- _What this task involves_:
Every line that contains the word "expected" should be copied from the records below.

- _Data for the task_:
╔══
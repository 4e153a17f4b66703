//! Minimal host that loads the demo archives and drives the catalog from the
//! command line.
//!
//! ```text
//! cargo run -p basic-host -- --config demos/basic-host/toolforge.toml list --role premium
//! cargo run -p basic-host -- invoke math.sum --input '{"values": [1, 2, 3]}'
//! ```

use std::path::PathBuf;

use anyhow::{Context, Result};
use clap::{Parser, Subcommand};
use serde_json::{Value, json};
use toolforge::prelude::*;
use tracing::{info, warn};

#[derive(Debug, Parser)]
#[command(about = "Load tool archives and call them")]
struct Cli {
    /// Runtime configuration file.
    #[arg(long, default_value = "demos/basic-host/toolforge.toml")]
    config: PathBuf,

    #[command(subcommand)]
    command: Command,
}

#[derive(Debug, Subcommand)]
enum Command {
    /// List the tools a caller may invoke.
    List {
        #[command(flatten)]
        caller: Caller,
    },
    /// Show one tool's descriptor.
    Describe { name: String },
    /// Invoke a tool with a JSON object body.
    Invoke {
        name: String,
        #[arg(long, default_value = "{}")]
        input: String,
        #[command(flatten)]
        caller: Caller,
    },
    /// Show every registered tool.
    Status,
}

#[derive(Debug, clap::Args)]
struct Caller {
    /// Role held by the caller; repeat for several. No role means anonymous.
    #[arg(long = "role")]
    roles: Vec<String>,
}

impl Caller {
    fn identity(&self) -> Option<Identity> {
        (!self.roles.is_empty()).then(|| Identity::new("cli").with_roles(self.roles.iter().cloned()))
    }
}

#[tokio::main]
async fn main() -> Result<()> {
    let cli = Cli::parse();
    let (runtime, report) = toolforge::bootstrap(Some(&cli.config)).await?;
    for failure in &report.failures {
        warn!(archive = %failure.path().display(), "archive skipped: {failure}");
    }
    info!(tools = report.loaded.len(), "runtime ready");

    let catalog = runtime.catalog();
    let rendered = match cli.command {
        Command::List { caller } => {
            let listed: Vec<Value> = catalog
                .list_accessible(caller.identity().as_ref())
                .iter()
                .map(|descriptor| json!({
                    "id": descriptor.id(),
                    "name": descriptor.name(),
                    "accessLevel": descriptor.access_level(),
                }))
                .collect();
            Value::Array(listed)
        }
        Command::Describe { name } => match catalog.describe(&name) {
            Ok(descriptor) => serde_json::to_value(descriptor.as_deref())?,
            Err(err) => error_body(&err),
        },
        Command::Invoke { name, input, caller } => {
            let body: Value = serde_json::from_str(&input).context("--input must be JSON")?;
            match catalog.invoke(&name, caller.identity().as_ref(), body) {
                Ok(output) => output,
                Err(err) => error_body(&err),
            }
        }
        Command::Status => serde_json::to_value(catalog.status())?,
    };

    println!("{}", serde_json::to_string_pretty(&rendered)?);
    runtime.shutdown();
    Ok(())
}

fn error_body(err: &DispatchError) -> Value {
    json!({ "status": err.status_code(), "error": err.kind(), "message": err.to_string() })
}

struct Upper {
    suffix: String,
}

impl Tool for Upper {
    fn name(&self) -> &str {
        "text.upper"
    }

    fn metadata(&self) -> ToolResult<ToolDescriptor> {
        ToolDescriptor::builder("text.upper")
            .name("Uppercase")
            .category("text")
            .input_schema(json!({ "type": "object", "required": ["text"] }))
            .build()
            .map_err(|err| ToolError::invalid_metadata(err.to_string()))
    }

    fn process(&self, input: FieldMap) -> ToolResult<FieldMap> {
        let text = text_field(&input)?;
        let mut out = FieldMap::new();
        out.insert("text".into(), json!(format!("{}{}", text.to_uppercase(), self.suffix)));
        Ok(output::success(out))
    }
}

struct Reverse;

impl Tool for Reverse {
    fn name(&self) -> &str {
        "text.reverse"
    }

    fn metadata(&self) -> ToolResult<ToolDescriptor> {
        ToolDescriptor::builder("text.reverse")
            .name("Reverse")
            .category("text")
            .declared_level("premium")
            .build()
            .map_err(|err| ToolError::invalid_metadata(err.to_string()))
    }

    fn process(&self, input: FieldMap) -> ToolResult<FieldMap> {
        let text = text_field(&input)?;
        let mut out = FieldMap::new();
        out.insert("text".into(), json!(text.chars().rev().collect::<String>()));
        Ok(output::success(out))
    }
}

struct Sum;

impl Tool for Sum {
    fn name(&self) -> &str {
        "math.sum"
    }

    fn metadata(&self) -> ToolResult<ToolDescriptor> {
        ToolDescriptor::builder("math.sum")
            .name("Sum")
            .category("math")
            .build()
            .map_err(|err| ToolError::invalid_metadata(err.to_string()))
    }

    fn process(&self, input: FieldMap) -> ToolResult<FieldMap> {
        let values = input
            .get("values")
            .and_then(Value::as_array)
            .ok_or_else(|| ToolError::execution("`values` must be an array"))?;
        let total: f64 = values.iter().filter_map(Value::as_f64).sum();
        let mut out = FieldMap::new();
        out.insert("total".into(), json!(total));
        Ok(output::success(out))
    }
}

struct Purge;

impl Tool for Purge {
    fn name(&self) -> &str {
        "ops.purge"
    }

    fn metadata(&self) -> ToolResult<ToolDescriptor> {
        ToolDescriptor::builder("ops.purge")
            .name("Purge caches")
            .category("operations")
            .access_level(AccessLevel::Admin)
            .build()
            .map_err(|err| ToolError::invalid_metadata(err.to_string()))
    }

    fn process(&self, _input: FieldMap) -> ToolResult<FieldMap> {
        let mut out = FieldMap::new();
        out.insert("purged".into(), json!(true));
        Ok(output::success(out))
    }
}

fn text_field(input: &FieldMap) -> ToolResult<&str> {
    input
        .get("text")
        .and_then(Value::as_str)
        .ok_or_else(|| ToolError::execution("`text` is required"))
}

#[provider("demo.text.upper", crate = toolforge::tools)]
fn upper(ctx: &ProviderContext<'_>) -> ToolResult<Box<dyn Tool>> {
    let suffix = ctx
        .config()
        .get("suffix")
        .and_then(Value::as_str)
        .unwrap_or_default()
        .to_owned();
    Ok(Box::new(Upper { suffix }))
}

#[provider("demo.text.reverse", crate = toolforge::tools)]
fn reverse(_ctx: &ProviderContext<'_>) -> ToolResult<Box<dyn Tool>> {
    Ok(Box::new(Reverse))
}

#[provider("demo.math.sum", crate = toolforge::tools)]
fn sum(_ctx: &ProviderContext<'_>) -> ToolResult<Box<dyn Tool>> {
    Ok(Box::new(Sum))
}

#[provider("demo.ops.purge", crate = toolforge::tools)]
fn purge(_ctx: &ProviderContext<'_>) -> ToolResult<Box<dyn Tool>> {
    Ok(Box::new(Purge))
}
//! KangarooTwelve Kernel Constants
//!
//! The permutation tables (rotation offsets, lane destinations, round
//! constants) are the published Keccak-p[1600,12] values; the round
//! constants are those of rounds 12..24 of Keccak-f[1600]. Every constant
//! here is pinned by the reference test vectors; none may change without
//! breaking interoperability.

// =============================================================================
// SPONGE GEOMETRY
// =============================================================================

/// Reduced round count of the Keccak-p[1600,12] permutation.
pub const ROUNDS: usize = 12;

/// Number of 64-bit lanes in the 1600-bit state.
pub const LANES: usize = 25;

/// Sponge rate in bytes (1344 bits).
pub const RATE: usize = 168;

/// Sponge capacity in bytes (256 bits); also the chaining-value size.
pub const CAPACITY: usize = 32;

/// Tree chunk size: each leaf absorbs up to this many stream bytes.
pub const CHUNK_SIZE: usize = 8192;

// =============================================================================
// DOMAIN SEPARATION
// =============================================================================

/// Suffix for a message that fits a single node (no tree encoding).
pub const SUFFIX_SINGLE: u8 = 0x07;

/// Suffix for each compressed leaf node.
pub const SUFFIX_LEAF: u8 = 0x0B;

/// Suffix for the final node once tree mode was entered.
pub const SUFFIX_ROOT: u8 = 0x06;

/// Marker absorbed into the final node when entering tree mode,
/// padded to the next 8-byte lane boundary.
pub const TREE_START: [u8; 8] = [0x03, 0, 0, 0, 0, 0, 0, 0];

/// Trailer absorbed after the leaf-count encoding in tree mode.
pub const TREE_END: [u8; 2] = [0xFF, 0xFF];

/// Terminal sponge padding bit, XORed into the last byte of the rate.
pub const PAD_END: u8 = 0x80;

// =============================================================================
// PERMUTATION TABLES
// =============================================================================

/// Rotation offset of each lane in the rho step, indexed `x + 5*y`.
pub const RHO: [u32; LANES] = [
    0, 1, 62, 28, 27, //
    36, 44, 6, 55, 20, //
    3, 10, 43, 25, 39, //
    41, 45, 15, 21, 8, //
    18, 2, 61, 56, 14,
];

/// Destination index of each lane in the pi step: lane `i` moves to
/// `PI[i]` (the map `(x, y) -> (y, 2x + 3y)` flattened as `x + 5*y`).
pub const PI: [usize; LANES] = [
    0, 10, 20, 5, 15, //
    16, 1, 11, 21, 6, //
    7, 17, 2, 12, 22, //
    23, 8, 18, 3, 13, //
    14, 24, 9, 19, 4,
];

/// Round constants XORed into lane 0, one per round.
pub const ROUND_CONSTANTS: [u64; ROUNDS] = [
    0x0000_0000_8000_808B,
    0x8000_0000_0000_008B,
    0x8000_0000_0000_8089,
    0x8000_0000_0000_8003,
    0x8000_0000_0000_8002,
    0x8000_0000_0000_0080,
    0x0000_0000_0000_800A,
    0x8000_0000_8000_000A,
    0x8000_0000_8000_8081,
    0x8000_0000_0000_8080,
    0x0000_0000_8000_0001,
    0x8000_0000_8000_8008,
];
╚══
╔══
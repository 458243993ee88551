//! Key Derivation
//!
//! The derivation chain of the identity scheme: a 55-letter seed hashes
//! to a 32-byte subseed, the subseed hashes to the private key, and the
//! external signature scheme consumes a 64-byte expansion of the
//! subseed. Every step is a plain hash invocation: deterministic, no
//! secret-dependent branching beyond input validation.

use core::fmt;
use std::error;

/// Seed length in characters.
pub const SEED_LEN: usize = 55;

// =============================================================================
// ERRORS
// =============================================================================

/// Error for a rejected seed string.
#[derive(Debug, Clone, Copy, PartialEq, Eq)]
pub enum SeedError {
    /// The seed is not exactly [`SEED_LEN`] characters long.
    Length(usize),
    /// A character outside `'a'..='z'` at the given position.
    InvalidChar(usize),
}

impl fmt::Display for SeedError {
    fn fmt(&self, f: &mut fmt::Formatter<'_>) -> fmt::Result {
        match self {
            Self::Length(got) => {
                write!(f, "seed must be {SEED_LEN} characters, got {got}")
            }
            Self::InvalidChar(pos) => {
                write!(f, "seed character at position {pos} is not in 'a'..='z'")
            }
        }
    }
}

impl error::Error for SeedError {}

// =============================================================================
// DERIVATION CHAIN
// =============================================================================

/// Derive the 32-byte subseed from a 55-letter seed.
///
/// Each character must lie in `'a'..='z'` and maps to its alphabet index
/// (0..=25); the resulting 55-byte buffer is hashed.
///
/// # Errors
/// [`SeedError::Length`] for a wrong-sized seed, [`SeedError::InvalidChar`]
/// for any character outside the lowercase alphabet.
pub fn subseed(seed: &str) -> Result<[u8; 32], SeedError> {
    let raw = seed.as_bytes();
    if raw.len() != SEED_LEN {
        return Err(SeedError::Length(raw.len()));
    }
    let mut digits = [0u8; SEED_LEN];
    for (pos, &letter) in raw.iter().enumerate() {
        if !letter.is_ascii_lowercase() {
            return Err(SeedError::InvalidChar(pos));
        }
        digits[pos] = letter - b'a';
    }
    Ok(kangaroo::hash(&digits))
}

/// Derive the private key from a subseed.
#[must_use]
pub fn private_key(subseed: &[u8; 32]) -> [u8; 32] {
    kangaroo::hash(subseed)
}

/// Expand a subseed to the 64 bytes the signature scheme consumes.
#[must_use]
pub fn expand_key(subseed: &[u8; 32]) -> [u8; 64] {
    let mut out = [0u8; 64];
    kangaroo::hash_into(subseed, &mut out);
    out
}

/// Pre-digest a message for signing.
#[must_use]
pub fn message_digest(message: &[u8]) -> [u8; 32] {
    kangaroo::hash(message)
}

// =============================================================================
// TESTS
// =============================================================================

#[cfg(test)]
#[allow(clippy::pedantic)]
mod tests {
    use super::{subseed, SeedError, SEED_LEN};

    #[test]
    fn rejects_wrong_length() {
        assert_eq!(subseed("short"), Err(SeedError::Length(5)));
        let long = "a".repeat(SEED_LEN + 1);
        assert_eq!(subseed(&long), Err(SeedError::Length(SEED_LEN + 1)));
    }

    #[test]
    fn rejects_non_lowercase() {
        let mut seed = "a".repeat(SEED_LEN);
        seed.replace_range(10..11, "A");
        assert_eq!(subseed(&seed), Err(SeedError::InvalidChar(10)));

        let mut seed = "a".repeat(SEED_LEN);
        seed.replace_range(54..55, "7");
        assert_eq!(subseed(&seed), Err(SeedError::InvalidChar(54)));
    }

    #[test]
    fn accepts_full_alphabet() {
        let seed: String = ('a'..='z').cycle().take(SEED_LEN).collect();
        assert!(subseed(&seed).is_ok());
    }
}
╚══
╔══
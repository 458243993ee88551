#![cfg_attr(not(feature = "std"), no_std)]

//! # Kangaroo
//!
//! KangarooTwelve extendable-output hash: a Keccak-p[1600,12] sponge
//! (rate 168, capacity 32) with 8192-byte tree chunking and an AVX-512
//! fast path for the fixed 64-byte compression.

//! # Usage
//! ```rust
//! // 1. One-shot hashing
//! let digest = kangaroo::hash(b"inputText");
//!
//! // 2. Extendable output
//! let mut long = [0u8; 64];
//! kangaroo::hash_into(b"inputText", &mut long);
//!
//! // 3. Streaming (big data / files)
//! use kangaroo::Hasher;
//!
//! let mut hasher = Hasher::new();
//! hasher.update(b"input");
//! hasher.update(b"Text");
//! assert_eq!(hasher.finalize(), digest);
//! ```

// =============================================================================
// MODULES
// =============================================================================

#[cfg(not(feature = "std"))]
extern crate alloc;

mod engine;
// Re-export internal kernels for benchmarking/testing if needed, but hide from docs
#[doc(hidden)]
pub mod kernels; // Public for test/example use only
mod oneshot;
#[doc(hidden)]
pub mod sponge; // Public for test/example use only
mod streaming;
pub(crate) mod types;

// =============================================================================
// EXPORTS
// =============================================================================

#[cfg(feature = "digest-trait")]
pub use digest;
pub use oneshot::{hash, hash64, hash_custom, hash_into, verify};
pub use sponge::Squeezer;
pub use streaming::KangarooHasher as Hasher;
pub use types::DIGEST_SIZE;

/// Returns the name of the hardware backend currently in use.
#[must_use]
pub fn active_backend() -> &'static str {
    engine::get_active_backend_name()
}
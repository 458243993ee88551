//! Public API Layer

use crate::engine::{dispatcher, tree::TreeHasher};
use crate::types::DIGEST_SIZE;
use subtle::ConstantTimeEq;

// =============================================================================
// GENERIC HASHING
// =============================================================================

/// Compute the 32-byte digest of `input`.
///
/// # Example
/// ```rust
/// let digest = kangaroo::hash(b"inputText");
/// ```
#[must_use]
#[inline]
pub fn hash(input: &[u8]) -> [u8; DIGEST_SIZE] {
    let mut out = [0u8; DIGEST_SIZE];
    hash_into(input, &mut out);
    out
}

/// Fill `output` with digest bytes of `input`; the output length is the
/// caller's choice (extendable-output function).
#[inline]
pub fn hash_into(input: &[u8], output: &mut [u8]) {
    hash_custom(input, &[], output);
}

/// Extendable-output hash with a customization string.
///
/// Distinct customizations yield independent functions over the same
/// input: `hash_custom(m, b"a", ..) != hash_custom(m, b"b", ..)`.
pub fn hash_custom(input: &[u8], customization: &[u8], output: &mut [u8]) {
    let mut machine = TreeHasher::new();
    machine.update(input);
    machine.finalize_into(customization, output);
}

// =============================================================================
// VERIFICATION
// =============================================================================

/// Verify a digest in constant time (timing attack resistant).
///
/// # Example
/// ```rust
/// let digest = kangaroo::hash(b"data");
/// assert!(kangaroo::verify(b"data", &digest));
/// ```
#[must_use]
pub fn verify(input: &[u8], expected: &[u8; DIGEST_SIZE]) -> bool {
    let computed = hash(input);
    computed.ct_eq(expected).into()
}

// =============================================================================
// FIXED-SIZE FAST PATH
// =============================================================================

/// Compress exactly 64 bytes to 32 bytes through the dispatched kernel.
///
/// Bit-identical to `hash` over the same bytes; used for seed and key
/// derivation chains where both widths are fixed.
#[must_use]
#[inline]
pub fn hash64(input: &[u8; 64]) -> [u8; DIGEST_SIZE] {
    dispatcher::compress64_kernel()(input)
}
╚══
- _Solved exercise_:
pub fn verify(input: &[u8], expected: &[u8; DIGEST_SIZE]) -> bool {
    computed.ct_eq(expected).into()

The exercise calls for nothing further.